Extracted entries:
--- START ---

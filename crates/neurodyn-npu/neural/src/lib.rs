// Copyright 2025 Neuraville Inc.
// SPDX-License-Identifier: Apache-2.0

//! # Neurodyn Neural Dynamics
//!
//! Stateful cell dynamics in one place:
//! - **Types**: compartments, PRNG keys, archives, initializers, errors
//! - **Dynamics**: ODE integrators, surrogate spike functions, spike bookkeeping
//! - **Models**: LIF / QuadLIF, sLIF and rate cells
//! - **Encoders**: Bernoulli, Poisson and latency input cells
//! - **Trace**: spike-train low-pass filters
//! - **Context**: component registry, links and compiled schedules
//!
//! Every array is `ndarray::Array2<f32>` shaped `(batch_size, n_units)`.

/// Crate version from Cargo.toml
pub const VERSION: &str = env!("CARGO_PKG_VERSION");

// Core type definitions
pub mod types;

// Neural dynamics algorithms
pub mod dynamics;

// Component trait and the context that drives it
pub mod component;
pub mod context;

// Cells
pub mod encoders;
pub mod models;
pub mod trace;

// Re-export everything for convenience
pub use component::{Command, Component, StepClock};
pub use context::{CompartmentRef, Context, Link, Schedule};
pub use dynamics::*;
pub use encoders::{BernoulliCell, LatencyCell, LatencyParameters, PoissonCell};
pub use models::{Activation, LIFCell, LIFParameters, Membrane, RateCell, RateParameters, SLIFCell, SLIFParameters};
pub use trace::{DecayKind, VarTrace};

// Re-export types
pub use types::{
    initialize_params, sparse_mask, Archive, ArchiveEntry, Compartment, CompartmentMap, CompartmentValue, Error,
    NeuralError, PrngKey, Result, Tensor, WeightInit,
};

--- END ---
--- START ---

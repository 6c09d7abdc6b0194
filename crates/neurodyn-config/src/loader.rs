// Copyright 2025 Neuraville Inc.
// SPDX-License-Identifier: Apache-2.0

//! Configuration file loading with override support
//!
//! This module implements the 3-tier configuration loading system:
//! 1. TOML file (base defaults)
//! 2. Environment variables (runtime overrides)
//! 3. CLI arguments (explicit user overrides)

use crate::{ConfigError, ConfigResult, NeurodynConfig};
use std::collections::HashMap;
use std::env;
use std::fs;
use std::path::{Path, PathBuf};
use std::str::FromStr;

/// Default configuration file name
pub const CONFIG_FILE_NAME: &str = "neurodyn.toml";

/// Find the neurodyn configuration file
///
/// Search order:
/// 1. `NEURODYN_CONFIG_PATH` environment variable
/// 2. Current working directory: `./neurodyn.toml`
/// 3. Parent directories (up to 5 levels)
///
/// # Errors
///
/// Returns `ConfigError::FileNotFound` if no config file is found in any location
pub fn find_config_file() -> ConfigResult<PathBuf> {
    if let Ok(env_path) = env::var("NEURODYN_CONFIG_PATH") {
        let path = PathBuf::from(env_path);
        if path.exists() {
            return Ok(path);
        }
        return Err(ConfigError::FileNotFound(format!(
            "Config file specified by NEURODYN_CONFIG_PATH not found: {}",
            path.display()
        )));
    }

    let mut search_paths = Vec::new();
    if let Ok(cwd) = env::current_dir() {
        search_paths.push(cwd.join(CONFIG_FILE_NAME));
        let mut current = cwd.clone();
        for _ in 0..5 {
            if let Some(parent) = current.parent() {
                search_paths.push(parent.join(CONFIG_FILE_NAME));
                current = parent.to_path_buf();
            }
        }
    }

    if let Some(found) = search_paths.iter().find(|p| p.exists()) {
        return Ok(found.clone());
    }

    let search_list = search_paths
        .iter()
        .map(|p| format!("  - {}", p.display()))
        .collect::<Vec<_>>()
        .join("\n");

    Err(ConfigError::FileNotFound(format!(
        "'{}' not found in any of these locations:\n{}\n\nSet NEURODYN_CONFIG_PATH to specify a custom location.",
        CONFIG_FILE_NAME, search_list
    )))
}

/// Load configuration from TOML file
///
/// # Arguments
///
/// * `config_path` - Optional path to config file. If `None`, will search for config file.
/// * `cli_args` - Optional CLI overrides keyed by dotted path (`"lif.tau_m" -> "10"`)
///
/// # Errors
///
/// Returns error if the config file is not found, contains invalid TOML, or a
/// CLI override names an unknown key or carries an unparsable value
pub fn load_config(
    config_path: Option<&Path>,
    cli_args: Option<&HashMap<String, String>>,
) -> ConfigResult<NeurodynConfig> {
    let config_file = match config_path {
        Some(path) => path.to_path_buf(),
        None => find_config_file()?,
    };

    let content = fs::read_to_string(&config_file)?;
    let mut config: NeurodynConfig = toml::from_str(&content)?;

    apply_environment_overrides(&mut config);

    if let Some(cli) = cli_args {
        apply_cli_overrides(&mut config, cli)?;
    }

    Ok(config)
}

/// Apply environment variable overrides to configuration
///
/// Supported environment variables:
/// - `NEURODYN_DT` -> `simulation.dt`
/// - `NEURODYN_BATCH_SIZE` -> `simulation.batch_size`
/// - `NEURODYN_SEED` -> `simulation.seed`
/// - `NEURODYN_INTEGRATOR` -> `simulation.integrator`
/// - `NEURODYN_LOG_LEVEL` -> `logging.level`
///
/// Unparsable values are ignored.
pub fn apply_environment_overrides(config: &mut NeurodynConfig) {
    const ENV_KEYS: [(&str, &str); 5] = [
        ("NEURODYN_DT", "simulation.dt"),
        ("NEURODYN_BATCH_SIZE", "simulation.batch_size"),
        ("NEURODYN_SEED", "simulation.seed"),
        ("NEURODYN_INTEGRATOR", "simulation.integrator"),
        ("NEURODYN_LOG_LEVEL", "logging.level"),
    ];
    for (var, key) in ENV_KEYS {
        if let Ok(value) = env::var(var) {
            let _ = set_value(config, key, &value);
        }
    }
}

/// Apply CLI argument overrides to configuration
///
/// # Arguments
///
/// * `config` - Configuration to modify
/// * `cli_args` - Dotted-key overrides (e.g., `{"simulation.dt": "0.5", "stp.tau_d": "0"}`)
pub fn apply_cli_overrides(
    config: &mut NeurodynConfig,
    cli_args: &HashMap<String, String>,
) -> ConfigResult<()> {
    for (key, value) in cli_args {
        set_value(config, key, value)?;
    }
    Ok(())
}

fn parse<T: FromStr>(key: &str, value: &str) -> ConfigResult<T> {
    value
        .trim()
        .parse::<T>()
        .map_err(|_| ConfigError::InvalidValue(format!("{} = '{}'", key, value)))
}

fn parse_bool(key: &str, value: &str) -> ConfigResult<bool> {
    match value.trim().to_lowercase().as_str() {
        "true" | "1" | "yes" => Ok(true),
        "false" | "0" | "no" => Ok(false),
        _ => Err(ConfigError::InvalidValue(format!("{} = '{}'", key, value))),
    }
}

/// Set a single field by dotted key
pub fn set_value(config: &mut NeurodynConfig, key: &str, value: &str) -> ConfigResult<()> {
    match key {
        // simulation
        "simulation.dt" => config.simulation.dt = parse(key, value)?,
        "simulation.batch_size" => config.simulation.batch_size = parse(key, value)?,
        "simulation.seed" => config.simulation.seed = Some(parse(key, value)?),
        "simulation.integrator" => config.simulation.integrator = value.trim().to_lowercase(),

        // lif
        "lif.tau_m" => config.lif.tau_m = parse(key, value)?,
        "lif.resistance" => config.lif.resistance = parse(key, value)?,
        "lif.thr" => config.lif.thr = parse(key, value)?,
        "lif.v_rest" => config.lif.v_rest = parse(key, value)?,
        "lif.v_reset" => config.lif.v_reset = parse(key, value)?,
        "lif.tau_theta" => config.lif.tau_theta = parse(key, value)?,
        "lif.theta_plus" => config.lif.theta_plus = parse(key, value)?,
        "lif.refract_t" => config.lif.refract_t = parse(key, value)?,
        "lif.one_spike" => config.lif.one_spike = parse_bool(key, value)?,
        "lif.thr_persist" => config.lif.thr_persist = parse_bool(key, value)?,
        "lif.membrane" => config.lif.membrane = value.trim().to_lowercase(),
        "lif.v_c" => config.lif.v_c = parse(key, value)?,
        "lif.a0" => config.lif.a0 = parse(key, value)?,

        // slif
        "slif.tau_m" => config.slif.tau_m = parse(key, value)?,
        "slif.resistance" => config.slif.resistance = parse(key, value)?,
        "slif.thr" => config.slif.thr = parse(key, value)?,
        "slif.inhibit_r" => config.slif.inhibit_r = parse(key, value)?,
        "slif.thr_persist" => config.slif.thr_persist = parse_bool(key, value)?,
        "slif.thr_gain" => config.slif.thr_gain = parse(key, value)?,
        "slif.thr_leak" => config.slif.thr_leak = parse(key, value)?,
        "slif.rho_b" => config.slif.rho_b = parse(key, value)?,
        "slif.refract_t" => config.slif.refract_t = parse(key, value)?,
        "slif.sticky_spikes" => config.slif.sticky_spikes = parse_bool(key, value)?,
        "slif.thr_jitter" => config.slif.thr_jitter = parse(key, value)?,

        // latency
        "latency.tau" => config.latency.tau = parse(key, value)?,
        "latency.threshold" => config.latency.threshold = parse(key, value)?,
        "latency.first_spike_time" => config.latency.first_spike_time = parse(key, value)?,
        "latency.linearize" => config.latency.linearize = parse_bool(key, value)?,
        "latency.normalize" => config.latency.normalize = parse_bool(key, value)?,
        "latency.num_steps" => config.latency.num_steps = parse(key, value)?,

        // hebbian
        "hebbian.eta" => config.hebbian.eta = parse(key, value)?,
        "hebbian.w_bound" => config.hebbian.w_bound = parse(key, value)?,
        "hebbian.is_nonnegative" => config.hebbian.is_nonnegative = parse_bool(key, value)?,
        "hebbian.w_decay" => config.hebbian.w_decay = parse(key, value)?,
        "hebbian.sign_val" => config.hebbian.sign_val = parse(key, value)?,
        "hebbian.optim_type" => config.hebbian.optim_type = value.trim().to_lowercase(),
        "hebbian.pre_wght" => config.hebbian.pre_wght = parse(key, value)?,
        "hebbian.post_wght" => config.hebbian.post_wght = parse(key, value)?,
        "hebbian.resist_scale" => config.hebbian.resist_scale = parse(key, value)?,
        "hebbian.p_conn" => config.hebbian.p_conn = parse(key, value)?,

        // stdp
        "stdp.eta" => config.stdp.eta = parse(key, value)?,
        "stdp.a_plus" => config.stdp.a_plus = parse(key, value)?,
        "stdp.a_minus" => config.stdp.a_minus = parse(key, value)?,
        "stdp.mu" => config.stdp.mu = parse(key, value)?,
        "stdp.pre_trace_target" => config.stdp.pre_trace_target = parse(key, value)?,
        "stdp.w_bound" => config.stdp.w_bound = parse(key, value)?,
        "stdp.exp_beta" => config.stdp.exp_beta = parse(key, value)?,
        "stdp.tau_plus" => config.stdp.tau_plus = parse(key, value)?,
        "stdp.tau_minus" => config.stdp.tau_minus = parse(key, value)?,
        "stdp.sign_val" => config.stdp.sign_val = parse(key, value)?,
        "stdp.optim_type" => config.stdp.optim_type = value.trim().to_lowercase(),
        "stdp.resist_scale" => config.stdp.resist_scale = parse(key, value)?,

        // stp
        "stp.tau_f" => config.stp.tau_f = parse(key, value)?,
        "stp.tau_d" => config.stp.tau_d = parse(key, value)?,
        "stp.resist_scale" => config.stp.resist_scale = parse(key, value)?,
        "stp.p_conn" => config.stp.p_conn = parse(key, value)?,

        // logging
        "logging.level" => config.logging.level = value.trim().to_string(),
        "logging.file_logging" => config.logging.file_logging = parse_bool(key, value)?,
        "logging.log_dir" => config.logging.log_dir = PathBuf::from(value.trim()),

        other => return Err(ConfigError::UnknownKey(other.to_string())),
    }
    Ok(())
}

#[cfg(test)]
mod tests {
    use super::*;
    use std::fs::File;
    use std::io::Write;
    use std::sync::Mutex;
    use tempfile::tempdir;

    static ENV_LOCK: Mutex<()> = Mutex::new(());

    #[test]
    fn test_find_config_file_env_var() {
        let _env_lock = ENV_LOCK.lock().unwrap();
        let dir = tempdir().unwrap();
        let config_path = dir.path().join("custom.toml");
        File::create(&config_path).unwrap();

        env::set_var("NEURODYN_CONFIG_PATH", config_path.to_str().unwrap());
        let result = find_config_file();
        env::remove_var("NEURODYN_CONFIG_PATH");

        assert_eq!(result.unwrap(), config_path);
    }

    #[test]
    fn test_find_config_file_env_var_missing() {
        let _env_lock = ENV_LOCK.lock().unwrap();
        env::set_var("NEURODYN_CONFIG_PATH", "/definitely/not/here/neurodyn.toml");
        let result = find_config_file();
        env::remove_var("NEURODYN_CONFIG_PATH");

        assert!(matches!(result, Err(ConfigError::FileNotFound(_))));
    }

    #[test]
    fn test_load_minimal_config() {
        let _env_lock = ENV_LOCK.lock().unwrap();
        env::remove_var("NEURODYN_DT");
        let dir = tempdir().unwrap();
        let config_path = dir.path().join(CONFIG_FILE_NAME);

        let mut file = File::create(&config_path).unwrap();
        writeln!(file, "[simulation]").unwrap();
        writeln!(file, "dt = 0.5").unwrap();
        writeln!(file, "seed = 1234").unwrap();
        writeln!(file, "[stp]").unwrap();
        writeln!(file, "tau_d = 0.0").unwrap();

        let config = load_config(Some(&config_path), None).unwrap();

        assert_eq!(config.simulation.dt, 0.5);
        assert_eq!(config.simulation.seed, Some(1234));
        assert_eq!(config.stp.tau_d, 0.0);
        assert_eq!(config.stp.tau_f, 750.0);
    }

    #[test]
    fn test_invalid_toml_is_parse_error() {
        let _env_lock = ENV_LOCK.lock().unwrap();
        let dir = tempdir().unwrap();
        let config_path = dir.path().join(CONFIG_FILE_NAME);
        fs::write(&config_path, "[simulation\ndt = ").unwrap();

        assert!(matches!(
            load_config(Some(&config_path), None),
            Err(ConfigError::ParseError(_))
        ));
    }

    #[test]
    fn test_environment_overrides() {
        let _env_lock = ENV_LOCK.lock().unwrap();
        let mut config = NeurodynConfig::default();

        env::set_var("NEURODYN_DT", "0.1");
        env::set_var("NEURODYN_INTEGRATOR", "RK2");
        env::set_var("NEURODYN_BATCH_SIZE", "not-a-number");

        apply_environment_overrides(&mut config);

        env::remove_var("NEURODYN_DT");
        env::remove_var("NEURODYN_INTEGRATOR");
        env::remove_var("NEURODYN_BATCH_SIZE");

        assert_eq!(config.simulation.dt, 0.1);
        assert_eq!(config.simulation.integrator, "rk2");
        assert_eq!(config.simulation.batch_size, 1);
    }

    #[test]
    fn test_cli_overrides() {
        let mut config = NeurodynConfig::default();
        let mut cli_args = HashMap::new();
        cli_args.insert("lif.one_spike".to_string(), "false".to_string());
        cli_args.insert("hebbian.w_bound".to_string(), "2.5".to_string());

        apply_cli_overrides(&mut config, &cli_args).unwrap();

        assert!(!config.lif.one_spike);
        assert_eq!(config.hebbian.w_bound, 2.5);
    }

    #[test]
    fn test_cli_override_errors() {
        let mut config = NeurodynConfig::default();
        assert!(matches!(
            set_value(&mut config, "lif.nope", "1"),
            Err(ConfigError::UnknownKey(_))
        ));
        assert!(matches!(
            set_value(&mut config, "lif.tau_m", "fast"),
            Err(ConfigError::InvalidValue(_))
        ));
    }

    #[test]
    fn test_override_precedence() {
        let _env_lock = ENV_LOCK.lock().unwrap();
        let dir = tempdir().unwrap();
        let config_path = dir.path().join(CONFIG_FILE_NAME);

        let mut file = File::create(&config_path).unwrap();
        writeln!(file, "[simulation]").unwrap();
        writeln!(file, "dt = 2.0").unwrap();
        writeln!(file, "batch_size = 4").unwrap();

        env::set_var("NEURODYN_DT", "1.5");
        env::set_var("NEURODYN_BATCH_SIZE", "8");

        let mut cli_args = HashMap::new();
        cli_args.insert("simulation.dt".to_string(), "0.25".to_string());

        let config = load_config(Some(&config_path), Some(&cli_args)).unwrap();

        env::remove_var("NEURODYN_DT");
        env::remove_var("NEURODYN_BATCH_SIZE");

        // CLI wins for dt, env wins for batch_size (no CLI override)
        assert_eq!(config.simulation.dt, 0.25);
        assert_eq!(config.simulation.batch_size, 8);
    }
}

--- END ---

To do: The output should be exactly the lines above from the line containing "filename crates/neurodyn-npu/neural/src/lib.rs" to the line containing "version from Cargo.toml", inclusive, with no other lines.

Written solution:
filename crates/neurodyn-npu/neural/src/lib.rs
// Copyright 2025 Neuraville Inc.
// SPDX-License-Identifier: Apache-2.0

//! # Neurodyn Neural Dynamics
//!
//! Stateful cell dynamics in one place:
//! - **Types**: compartments, PRNG keys, archives, initializers, errors
//! - **Dynamics**: ODE integrators, surrogate spike functions, spike bookkeeping
//! - **Models**: LIF / QuadLIF, sLIF and rate cells
//! - **Encoders**: Bernoulli, Poisson and latency input cells
//! - **Trace**: spike-train low-pass filters
//! - **Context**: component registry, links and compiled schedules
//!
//! Every array is `ndarray::Array2<f32>` shaped `(batch_size, n_units)`.

/// Crate version from Cargo.toml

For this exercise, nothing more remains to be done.